Use when user wants to create tests, generate test coverage, audit test quality, find untested code, or improve weak assertions. Use when user says write tests, test coverage, missing tests, or untested code.
Install via CLI
openskills install reidemeister94/development-skills---
name: create-test
description: "Use when user wants to create tests, generate test coverage, audit test quality, find untested code, or improve weak assertions.
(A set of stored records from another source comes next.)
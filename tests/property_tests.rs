//! Property-based tests for the diagnosis engine.
//!
//! These tests use proptest to verify properties hold across
//! many randomly generated catalogs and answer sequences.

use faultfinder::core::{Property, SessionState};
use faultfinder::engine::{
    Answer, DiagnosisEngine, FinalOutcome, OrderedQuestionPolicy, RandomQuestionPolicy,
    TaggedResult,
};
use faultfinder::knowledge::KnowledgeBase;
use faultfinder::SessionToken;
use proptest::prelude::*;

const MACHINES: [&str; 2] = ["X", "Torno CNC"];
const QUESTIONS: [&str; 4] = ["motor enciende?", "hay humo?", "hace ruido?", "luz roja?"];

#[derive(Clone, Debug)]
struct FaultSpec {
    machine: usize,
    questions: Vec<bool>,
    steps: u32,
}

prop_compose! {
    fn arbitrary_fault()(
        machine in 0..MACHINES.len(),
        questions in prop::collection::vec(any::<bool>(), QUESTIONS.len()),
        steps in 0..4u32,
    ) -> FaultSpec {
        FaultSpec { machine, questions, steps }
    }
}

prop_compose! {
    fn arbitrary_catalog()(faults in prop::collection::vec(arbitrary_fault(), 0..8)) -> KnowledgeBase {
        let mut kb = KnowledgeBase::default();
        for (i, spec) in faults.iter().enumerate() {
            let entry = kb.get_or_create(&format!("F{i}"));
            entry.description = format!("falla {i}");
            entry.properties.push(Property::machine(MACHINES[spec.machine]));
            for (q, present) in QUESTIONS.iter().zip(&spec.questions) {
                if *present {
                    entry.properties.push(Property::question(q));
                }
            }
            for step in 1..=spec.steps {
                entry
                    .properties
                    .push(Property::step(step, &format!("paso {step}")).unwrap());
            }
        }
        kb
    }
}

fn machine_id(index: usize) -> String {
    MACHINES[index].to_lowercase().replace(' ', "_")
}

fn answer(yes: bool) -> Answer {
    Answer::from(yes)
}

proptest! {
    #[test]
    fn start_candidates_are_exactly_the_tagged_faults(
        catalog in arbitrary_catalog(),
        machine in 0..MACHINES.len(),
    ) {
        let id = machine_id(machine);
        let expected: Vec<usize> = catalog
            .entries()
            .iter()
            .enumerate()
            .filter(|(_, e)| e.has_property(&format!("MAQUINA: {}", MACHINES[machine])))
            .map(|(i, _)| i)
            .collect();

        prop_assert_eq!(catalog.candidates_for(&id), expected.clone());

        let step = DiagnosisEngine::new().start_session(&catalog, &id, "");
        match &step.state {
            SessionState::Diagnosis { candidate_indices, .. } => {
                prop_assert_eq!(candidate_indices, &expected);
            }
            SessionState::Solution { active_fault_name, .. } => {
                prop_assert_eq!(expected.len(), 1);
                prop_assert_eq!(active_fault_name, &catalog.entries()[expected[0]].name);
            }
            SessionState::Closed { .. } => {}
        }

        if expected.is_empty() {
            prop_assert_eq!(step.result, TaggedResult::from(FinalOutcome::NoMatch));
        }
    }

    #[test]
    fn candidates_never_grow_and_questions_stop_once_isolated(
        catalog in arbitrary_catalog(),
        machine in 0..MACHINES.len(),
        answers in prop::collection::vec(any::<bool>(), 16),
        seed in any::<u64>(),
    ) {
        let engine = DiagnosisEngine::new().with_policy(RandomQuestionPolicy::seeded(seed));
        let mut step = engine.start_session(&catalog, &machine_id(machine), "");
        let mut previous = step.state.candidate_count();
        let mut isolated = false;

        for yes in answers {
            if step.state.is_final() {
                break;
            }
            if matches!(step.result, TaggedResult::Instruction { .. }) {
                isolated = true;
            }
            step = engine.continue_session(&catalog, &step.state, answer(yes)).unwrap();

            if isolated {
                prop_assert!(!matches!(step.result, TaggedResult::Question { .. }), "unexpected Question result");
            }
            if let (Some(before), Some(after)) = (previous, step.state.candidate_count()) {
                prop_assert!(after <= before);
            }
            previous = step.state.candidate_count();
        }
    }

    #[test]
    fn remediation_advances_one_step_per_no(
        steps in 1..6u32,
        success_at in prop::option::of(1..6u32),
    ) {
        let mut catalog = KnowledgeBase::default();
        let fault = catalog.get_or_create("F");
        fault.properties.push(Property::machine("X"));
        for i in 1..=steps {
            fault.properties.push(Property::step(i, &format!("paso {i}")).unwrap());
        }

        let engine = DiagnosisEngine::new();
        let mut step = engine.start_session(&catalog, "x", "");
        let mut current = 1;

        loop {
            match &step.result {
                TaggedResult::Instruction { step: shown, .. } => {
                    prop_assert_eq!(*shown, current);
                }
                TaggedResult::Final { outcome } => {
                    match outcome {
                        FinalOutcome::Success { .. } => {
                            prop_assert_eq!(Some(current), success_at);
                        }
                        FinalOutcome::Exhausted { .. } => {
                            prop_assert_eq!(current, steps + 1);
                            prop_assert!(success_at.map_or(true, |s| s > steps));
                        }
                        other => prop_assert!(false, "unexpected outcome {:?}", other),
                    }
                    break;
                }
                TaggedResult::Question { .. } => prop_assert!(false, "question in solution mode"),
            }

            let yes = success_at == Some(current);
            step = engine.continue_session(&catalog, &step.state, answer(yes)).unwrap();
            if !yes {
                current += 1;
            }
        }
    }

    #[test]
    fn replaying_an_answer_filters_identically(
        catalog in arbitrary_catalog(),
        machine in 0..MACHINES.len(),
        yes in any::<bool>(),
    ) {
        let id = machine_id(machine);
        let ordered = DiagnosisEngine::new().with_policy(OrderedQuestionPolicy);
        let random = DiagnosisEngine::new();
        let start = ordered.start_session(&catalog, &id, "");

        if let SessionState::Diagnosis { .. } = start.state {
            let first = ordered.continue_session(&catalog, &start.state, answer(yes)).unwrap();
            let second = ordered.continue_session(&catalog, &start.state, answer(yes)).unwrap();
            prop_assert_eq!(&first, &second);

            let third = random.continue_session(&catalog, &start.state, answer(yes)).unwrap();
            prop_assert_eq!(first.state.candidate_count(), third.state.candidate_count());
        }
    }

    #[test]
    fn token_survives_json_transport(
        catalog in arbitrary_catalog(),
        machine in 0..MACHINES.len(),
        generation in 1..1000u64,
    ) {
        let step = DiagnosisEngine::new().start_session(&catalog, &machine_id(machine), "");
        let token = SessionToken::issue(generation, step.state);

        let restored = SessionToken::from_json(&token.to_json().unwrap()).unwrap();
        prop_assert_eq!(restored, token);
    }
}
//! Symptom extraction from the free-text problem description.

use super::answer::Answer;
use crate::knowledge::KnowledgeBase;

/// Turns a caller's description into pre-answered questions.
///
/// Each returned pair is a full `PREGUNTA: ...` tag and the answer implied
/// by the description. The engine applies them as if the caller had
/// answered those questions before the session started.
pub trait SymptomExtractor: Send + Sync {
    fn extract(&self, description: &str, catalog: &KnowledgeBase) -> Vec<(String, Answer)>;
}

/// Accepts the description but derives nothing from it.
#[derive(Debug, Default, Clone, Copy)]
pub struct IgnoreDescription;

impl SymptomExtractor for IgnoreDescription {
    fn extract(&self, _description: &str, _catalog: &KnowledgeBase) -> Vec<(String, Answer)> {
        Vec::new()
    }
}
/// duel3d terminal frontend
///
/// Runs either the two-robot fight or the rotating cubes in the terminal.
/// Controls:
///   - fight: player 1 arrows, player 2 WASD (left/right move, up attack, down defend)
///   - cube: 1 orthographic, 2 perspective
///   - Q/ESC: Quit
use std::fs::{self, File};
use std::path::PathBuf;
use std::sync::Mutex;
use std::time::{SystemTime, UNIX_EPOCH};

use anyhow::{Context, Result};
use clap::{Parser, Subcommand};
use duel3d_core::{random_face_colors, Arena, Config, CubeViewer, ProjectionMode, ViewerSettings};
use duel3d_terminal::{CubeDemo, Demo, FightDemo, TerminalApp};
use tracing::info;
use tracing_subscriber::{fmt::writer::BoxMakeWriter, EnvFilter};

#[derive(Parser, Debug)]
#[command(name = "duel3d-terminal", version, about = "Robot duel and cube viewer in the terminal")]
struct Cli {
    /// Configuration file
    #[arg(short, long, value_name = "PATH")]
    config: Option<PathBuf>,

    /// Log at debug level
    #[arg(short, long)]
    verbose: bool,

    /// Write logs here; without it logs are discarded since the screen is in use
    #[arg(long, value_name = "PATH")]
    log_file: Option<PathBuf>,

    #[command(subcommand)]
    command: Command,
}

#[derive(Subcommand, Debug)]
enum Command {
    /// Two-player robot fight
    Fight,
    /// Four cubes orbiting the y axis
    Cube {
        /// Start in perspective projection
        #[arg(long)]
        perspective: bool,

        /// Seed for the face colours
        #[arg(long)]
        seed: Option<u64>,
    },
}

fn init_logging(cli: &Cli) -> Result<()> {
    let level = if cli.verbose { "debug" } else { "info" };
    let filter = EnvFilter::try_from_default_env().unwrap_or_else(|_| EnvFilter::new(level));

    let writer = match &cli.log_file {
        Some(path) => {
            let file = File::create(path)
                .with_context(|| format!("failed to create log file {}", path.display()))?;
            BoxMakeWriter::new(Mutex::new(file))
        }
        None => BoxMakeWriter::new(std::io::sink),
    };

    tracing_subscriber::fmt()
        .with_env_filter(filter)
        .with_writer(writer)
        .with_ansi(false)
        .init();
    Ok(())
}

fn load_config(path: Option<&PathBuf>) -> Result<Config> {
    let Some(path) = path else {
        return Ok(Config::default());
    };
    let text = fs::read_to_string(path)
        .with_context(|| format!("failed to read config {}", path.display()))?;
    let config = Config::parse(&text)
        .with_context(|| format!("invalid config {}", path.display()))?;
    info!(path = %path.display(), "loaded config");
    Ok(config)
}

fn main() -> Result<()> {
    let cli = Cli::parse();
    init_logging(&cli)?;
    let config = load_config(cli.config.as_ref())?;

    let demo: Box<dyn Demo> = match cli.command {
        Command::Fight => {
            info!("starting fight");
            Box::new(FightDemo::new(Arena::new(config.rules, config.bindings)))
        }
        Command::Cube { perspective, seed } => {
            let seed = seed.unwrap_or_else(|| {
                SystemTime::now()
                    .duration_since(UNIX_EPOCH)
                    .map(|elapsed| elapsed.as_secs())
                    .unwrap_or_default()
            });
            let settings = ViewerSettings {
                mode: if perspective {
                    ProjectionMode::Perspective
                } else {
                    config.viewer.mode
                },
                ..config.viewer
            };
            info!(seed, mode = ?settings.mode, "starting cube viewer");
            let viewer = CubeViewer::new(config.camera, config.clip, settings, &random_face_colors(seed));
            Box::new(CubeDemo::new(viewer))
        }
    };

    let mut app = TerminalApp::new(demo).context("failed to query terminal size")?;
    app.run().context("terminal session failed")?;
    Ok(())
}
/// Terminal frontend: ASCII rasterizer and frame loop for the duel3d demos
use crossterm::{
    cursor,
    event::{
        self, Event, KeyCode, KeyEvent, KeyEventKind, KeyModifiers, KeyboardEnhancementFlags,
        PopKeyboardEnhancementFlags, PushKeyboardEnhancementFlags,
    },
    execute, queue,
    style::{Color, Print, ResetColor, SetForegroundColor},
    terminal::{self},
};
use std::collections::HashMap;
use std::io::{self, stdout, Write};
use std::time::{Duration, Instant};
use tracing::{debug, info};

pub mod demos;
pub mod renderer;

pub use demos::{CubeDemo, Demo, FightDemo};
pub use renderer::AsciiRenderer;

/// Frame pacing; the match rules are tuned for a display-rate tick
const TARGET_FRAME_TIME: Duration = Duration::from_micros(1_000_000 / 60);

/// Without release events a held key is seen as repeated presses; it counts
/// as released once no repeat arrives within this window.
const HOLD_WINDOW: Duration = Duration::from_millis(500);

/// Name of a key the way the DOM's `KeyboardEvent.key` spells it
pub fn key_name(code: KeyCode) -> Option<String> {
    let name = match code {
        KeyCode::Left => "ArrowLeft",
        KeyCode::Right => "ArrowRight",
        KeyCode::Up => "ArrowUp",
        KeyCode::Down => "ArrowDown",
        KeyCode::Enter => "Enter",
        KeyCode::Esc => "Escape",
        KeyCode::Char(' ') => " ",
        KeyCode::Char(c) => return Some(c.to_string()),
        _ => return None,
    };
    Some(name.to_string())
}

/// Tracks which keys are down, synthesising releases when the terminal
/// cannot report them
#[derive(Debug, Default)]
pub struct KeyTracker {
    reports_release: bool,
    held: HashMap<String, Instant>,
}

impl KeyTracker {
    pub fn new(reports_release: bool) -> Self {
        Self {
            reports_release,
            held: HashMap::new(),
        }
    }

    pub fn press(&mut self, key: &str, at: Instant) {
        self.held.insert(key.to_string(), at);
    }

    /// Returns whether the key was held
    pub fn release(&mut self, key: &str) -> bool {
        self.held.remove(key).is_some()
    }

    /// Keys whose hold window ran out, removed from the held set
    pub fn expire(&mut self, now: Instant) -> Vec<String> {
        if self.reports_release {
            return Vec::new();
        }
        let expired: Vec<String> = self
            .held
            .iter()
            .filter(|(_, &pressed)| now.duration_since(pressed) > HOLD_WINDOW)
            .map(|(key, _)| key.clone())
            .collect();
        for key in &expired {
            self.held.remove(key);
        }
        expired
    }
}

/// Main application struct for terminal rendering
pub struct TerminalApp {
    demo: Box<dyn Demo>,
    renderer: AsciiRenderer,
    keys: KeyTracker,
    running: bool,
    started: Instant,
    last_frame: Instant,
    frame_count: u32,
    fps: f32,
}

impl TerminalApp {
    pub fn new(demo: Box<dyn Demo>) -> io::Result<Self> {
        let (width, height) = terminal::size()?;
        let now = Instant::now();

        Ok(Self {
            demo,
            renderer: AsciiRenderer::new(width as usize, height as usize),
            keys: KeyTracker::default(),
            running: true,
            started: now,
            last_frame: now,
            frame_count: 0,
            fps: 0.0,
        })
    }

    pub fn run(&mut self) -> io::Result<()> {
        terminal::enable_raw_mode()?;
        execute!(stdout(), terminal::EnterAlternateScreen, cursor::Hide)?;

        let enhanced = terminal::supports_keyboard_enhancement().unwrap_or(false);
        if enhanced {
            execute!(
                stdout(),
                PushKeyboardEnhancementFlags(KeyboardEnhancementFlags::REPORT_EVENT_TYPES)
            )?;
        }
        info!(key_release = enhanced, "terminal ready");
        self.keys = KeyTracker::new(enhanced);

        let result = self.main_loop();

        // Cleanup
        if enhanced {
            execute!(stdout(), PopKeyboardEnhancementFlags)?;
        }
        terminal::disable_raw_mode()?;
        execute!(stdout(), terminal::LeaveAlternateScreen, cursor::Show)?;

        result
    }

    fn main_loop(&mut self) -> io::Result<()> {
        while self.running {
            let frame_start = Instant::now();

            // Handle input
            while event::poll(Duration::ZERO)? {
                self.handle_event(event::read()?);
            }
            for key in self.keys.expire(frame_start) {
                self.demo.key_up(&key);
            }

            self.demo.update(frame_start - self.started);
            self.render()?;

            // Frame timing
            self.frame_count += 1;
            let elapsed = frame_start.elapsed();
            if elapsed < TARGET_FRAME_TIME {
                std::thread::sleep(TARGET_FRAME_TIME - elapsed);
            }

            let now = Instant::now();
            if (now - self.last_frame).as_secs() >= 1 {
                self.fps = self.frame_count as f32 / (now - self.last_frame).as_secs_f32();
                self.frame_count = 0;
                self.last_frame = now;
            }
        }

        Ok(())
    }

    fn handle_event(&mut self, event: Event) {
        match event {
            Event::Key(KeyEvent {
                code,
                modifiers,
                kind,
                ..
            }) => {
                let quit = matches!(code, KeyCode::Char('q') | KeyCode::Esc)
                    || (code == KeyCode::Char('c') && modifiers.contains(KeyModifiers::CONTROL));
                if quit {
                    debug!("quit requested");
                    self.running = false;
                    return;
                }

                let Some(key) = key_name(code) else {
                    return;
                };
                match kind {
                    KeyEventKind::Press | KeyEventKind::Repeat => {
                        self.keys.press(&key, Instant::now());
                        self.demo.key_down(&key);
                    }
                    KeyEventKind::Release => {
                        if self.keys.release(&key) {
                            self.demo.key_up(&key);
                        }
                    }
                }
            }
            Event::Resize(width, height) => {
                debug!(width, height, "resized");
                self.renderer = AsciiRenderer::new(width as usize, height as usize);
            }
            _ => {}
        }
    }

    fn render(&mut self) -> io::Result<()> {
        self.renderer.clear();
        self.demo.render(&mut self.renderer);

        let mut stdout = stdout();
        self.renderer.draw(&mut stdout)?;

        // Draw UI overlay
        queue!(
            stdout,
            cursor::MoveTo(0, 0),
            SetForegroundColor(Color::Yellow),
            Print(format!("{} | FPS: {:.1}", self.demo.status(), self.fps)),
            ResetColor
        )?;

        if let Some(banner) = self.demo.banner() {
            let column = (self.renderer.width().saturating_sub(banner.chars().count()) / 2) as u16;
            let row = (self.renderer.height() / 2) as u16;
            queue!(
                stdout,
                cursor::MoveTo(column, row),
                SetForegroundColor(Color::White),
                Print(banner),
                ResetColor
            )?;
        }

        stdout.flush()?;
        Ok(())
    }
}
Use when user says write tests, test coverage, missing tests, or untested code."
argument-hint: "[file-or-directory-or-goal]"
user-invocable: true
allowed-tools: Glob, Grep, Read, Bash, Agent, Edit, Write, AskUserQuestion
---
# Create Test — Intelligent Test Design
ultrathink
Apply [Iron Rules](../../shared/iron-rules.md) — Pillar 1 (simplicity: plain pytest before any library), Pillar 3 (no claim without fresh test output), and Pillar 6 (measurably better — tests must find bugs, not just exist).
## Rules (apply to ALL modes)
- **Simplicity first.** Use the simplest approach that catches the bug. Plain pytest + assert before any library. Add a dependency only when the concept cannot be expressed without it.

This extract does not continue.